■ PROBLEM DESCRIPTION
Using the data below, gather each line that includes the word "CompletionArtifact".

■ Dataset entries
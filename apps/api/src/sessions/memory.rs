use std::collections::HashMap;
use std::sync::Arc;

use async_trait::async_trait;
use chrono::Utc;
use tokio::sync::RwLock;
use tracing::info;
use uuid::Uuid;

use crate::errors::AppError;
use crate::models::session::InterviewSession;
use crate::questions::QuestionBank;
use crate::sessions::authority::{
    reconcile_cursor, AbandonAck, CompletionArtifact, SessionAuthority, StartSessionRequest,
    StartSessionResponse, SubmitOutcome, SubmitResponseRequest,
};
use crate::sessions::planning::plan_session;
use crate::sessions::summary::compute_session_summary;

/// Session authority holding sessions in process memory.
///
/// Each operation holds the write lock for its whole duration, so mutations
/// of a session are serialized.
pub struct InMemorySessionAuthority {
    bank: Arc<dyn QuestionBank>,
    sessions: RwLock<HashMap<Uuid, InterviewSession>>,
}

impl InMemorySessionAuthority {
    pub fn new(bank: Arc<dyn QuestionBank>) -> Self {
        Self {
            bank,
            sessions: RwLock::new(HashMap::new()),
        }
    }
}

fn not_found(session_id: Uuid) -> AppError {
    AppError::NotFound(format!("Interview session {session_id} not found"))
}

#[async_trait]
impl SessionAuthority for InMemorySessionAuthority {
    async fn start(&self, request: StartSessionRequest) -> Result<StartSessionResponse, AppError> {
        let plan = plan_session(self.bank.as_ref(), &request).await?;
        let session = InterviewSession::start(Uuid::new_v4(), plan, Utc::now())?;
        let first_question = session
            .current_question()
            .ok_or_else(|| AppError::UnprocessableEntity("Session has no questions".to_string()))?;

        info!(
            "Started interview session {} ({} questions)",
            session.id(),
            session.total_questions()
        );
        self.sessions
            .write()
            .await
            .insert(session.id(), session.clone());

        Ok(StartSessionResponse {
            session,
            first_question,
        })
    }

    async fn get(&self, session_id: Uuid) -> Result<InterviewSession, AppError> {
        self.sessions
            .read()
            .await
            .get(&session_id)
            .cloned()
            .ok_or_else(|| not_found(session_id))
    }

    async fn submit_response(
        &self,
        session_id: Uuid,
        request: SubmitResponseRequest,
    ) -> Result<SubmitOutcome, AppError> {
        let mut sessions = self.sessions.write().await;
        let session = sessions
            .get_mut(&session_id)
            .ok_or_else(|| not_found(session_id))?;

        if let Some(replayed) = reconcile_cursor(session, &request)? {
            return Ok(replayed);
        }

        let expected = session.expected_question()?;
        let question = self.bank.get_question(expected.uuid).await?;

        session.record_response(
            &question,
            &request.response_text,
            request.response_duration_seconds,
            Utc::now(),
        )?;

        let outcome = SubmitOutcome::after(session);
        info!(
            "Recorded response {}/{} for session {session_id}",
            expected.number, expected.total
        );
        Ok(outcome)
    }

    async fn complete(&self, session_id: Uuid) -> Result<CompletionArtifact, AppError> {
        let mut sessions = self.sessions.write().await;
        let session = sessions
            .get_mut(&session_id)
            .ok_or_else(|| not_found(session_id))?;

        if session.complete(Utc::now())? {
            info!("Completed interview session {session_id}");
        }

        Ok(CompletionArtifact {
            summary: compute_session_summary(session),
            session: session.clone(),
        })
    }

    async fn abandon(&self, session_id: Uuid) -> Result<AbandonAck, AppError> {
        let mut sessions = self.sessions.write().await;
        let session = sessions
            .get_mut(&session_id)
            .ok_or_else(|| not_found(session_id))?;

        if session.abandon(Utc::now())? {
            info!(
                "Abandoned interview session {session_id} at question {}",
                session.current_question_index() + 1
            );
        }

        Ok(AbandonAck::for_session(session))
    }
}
---
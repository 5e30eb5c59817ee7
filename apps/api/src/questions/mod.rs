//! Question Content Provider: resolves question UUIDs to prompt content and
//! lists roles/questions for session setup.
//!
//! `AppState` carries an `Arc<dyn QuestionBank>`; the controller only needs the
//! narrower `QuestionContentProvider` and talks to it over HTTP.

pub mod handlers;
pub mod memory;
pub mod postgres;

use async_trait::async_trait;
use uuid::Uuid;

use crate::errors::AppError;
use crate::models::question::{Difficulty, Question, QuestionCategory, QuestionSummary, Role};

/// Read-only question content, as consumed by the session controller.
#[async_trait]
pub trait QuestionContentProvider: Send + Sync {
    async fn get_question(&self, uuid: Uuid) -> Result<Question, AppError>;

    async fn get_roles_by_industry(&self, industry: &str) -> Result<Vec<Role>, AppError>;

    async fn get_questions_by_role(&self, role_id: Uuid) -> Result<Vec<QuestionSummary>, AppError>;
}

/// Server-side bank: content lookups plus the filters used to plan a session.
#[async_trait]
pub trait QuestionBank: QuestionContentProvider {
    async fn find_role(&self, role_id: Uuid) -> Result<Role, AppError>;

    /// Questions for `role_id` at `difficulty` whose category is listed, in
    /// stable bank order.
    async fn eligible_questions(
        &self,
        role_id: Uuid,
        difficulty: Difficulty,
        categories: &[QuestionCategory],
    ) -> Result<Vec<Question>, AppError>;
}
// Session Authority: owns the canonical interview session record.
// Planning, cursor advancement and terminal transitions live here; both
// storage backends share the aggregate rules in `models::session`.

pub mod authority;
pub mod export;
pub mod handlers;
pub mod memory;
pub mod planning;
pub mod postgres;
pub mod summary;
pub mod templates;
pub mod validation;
==
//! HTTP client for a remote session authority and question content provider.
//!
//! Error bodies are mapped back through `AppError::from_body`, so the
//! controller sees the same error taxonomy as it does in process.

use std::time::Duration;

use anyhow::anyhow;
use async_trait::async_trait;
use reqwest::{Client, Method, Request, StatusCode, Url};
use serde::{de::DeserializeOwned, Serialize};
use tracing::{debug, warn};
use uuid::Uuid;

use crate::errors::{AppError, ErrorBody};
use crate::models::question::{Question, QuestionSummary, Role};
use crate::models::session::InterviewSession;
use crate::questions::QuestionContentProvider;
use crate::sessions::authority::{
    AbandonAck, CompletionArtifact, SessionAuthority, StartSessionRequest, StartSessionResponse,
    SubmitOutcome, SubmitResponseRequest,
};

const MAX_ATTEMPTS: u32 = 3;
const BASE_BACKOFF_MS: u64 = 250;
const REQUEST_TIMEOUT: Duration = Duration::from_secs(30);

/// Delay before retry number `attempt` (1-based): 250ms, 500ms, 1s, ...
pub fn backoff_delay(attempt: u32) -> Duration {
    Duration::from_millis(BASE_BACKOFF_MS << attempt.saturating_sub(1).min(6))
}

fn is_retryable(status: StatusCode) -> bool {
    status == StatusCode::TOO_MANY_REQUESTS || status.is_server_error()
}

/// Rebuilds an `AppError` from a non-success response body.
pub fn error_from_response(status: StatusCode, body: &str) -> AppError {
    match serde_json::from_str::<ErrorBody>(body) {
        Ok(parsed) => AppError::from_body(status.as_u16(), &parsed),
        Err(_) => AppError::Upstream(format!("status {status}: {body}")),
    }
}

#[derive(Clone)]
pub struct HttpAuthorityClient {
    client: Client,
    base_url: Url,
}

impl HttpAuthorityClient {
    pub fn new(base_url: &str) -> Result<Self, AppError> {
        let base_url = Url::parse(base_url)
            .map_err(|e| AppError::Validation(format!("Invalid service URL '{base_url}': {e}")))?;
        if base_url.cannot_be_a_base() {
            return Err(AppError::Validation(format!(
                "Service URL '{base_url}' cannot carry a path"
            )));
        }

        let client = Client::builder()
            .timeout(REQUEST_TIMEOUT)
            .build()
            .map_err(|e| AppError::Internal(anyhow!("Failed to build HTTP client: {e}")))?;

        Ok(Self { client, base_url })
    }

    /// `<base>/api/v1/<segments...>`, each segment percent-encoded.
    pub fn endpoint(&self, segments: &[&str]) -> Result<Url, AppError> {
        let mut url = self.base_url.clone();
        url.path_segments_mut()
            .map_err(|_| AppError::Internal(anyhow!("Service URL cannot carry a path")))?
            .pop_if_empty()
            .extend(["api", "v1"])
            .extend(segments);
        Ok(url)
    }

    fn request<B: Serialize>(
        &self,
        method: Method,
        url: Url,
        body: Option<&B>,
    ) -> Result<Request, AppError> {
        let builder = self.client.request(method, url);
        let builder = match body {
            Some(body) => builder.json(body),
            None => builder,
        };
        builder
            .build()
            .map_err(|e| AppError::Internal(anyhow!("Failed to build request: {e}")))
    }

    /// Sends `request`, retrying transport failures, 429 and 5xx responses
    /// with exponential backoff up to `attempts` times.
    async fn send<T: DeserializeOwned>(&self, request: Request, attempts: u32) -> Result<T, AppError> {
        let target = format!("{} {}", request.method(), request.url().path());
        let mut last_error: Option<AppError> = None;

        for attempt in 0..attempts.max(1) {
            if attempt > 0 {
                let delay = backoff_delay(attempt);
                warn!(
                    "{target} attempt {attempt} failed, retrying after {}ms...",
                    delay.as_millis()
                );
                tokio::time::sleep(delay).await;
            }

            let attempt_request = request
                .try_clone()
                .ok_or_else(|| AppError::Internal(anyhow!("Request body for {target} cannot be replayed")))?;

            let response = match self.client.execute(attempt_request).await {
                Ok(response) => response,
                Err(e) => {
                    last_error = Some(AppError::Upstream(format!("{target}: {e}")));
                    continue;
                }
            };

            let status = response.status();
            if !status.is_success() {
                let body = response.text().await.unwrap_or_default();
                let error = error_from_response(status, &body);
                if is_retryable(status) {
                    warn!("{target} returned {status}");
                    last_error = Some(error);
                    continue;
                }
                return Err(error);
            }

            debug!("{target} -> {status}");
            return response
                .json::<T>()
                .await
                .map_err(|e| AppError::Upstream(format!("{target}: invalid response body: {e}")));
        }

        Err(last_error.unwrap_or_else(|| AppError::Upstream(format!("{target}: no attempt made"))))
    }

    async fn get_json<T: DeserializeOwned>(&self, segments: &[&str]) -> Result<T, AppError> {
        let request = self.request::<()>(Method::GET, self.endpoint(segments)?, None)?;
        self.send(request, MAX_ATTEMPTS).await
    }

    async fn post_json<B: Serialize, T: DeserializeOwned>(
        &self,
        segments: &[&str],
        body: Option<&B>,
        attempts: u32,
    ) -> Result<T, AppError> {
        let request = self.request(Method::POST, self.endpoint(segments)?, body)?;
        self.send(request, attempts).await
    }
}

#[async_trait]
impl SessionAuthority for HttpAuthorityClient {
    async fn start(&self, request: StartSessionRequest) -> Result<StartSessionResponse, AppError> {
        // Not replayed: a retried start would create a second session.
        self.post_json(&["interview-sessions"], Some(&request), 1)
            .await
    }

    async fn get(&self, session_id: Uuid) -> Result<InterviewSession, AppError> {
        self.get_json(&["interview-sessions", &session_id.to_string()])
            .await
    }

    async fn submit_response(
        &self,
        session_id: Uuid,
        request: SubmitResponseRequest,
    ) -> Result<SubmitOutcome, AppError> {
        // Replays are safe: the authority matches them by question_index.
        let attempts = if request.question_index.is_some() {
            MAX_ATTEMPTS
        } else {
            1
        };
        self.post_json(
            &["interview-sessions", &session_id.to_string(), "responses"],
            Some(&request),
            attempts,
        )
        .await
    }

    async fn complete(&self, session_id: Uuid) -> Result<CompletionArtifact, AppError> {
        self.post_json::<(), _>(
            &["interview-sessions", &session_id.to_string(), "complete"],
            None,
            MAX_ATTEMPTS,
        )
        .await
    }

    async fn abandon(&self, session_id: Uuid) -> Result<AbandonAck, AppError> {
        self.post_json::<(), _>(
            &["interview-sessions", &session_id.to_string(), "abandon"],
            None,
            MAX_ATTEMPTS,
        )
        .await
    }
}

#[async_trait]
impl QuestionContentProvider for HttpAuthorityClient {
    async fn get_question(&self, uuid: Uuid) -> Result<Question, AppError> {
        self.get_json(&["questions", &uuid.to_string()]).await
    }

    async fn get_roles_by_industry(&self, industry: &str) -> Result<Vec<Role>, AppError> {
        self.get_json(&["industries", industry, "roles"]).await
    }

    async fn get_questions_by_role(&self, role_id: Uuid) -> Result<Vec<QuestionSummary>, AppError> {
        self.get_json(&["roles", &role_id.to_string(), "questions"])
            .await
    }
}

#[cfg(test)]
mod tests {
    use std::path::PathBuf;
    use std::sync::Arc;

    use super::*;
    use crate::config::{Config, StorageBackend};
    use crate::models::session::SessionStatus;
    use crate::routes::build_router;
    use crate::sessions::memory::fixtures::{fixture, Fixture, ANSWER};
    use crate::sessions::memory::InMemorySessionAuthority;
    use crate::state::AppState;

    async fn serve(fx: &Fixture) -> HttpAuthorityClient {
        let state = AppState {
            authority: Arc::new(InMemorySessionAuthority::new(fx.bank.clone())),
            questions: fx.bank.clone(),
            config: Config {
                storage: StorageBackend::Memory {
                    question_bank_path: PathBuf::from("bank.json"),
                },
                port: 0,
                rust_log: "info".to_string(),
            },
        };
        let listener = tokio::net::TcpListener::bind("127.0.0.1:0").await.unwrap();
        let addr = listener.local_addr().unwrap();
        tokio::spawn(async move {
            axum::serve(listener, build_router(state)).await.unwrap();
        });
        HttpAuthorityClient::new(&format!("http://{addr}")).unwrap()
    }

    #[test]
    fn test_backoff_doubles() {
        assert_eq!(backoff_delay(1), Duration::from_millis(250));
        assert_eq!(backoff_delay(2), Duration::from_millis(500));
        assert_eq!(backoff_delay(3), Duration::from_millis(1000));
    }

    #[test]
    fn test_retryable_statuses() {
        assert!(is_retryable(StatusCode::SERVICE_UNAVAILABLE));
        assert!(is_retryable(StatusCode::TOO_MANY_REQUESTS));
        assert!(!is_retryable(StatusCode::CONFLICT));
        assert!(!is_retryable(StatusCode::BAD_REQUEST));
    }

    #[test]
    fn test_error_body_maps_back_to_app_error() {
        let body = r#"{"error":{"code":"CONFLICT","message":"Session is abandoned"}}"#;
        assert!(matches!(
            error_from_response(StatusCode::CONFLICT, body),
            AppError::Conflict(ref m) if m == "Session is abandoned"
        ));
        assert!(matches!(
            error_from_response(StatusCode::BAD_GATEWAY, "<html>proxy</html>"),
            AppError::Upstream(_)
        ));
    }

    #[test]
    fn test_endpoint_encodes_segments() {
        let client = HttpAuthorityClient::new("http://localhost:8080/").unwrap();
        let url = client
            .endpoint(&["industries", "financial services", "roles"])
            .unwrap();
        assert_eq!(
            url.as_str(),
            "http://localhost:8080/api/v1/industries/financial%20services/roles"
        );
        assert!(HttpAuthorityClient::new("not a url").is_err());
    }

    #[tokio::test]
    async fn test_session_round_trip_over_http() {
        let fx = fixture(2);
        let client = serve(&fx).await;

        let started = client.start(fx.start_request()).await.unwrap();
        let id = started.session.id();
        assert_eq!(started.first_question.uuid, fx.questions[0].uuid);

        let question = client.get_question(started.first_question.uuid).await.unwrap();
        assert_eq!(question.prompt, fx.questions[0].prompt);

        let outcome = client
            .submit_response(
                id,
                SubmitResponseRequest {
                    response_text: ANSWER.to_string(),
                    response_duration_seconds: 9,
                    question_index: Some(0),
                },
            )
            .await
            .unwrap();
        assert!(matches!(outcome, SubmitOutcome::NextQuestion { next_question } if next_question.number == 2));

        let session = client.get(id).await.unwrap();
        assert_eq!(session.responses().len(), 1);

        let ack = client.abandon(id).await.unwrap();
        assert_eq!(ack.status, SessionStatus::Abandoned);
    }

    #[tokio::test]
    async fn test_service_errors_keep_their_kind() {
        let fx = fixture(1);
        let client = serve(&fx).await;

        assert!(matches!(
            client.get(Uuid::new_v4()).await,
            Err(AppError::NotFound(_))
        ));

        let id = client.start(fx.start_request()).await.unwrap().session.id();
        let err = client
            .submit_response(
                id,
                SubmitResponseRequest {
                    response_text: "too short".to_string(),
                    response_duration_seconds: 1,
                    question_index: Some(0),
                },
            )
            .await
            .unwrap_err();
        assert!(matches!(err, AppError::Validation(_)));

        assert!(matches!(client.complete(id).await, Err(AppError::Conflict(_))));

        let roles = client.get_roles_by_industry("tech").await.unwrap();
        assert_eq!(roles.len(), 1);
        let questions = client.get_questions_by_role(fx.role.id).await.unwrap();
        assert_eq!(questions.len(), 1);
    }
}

■ REPLY TO THE EXERCISE
    reconcile_cursor, AbandonAck, CompletionArtifact, SessionAuthority, StartSessionRequest,
    async fn complete(&self, session_id: Uuid) -> Result<CompletionArtifact, AppError> {
        Ok(CompletionArtifact {
    AbandonAck, CompletionArtifact, SessionAuthority, StartSessionRequest, StartSessionResponse,
    async fn complete(&self, session_id: Uuid) -> Result<CompletionArtifact, AppError> {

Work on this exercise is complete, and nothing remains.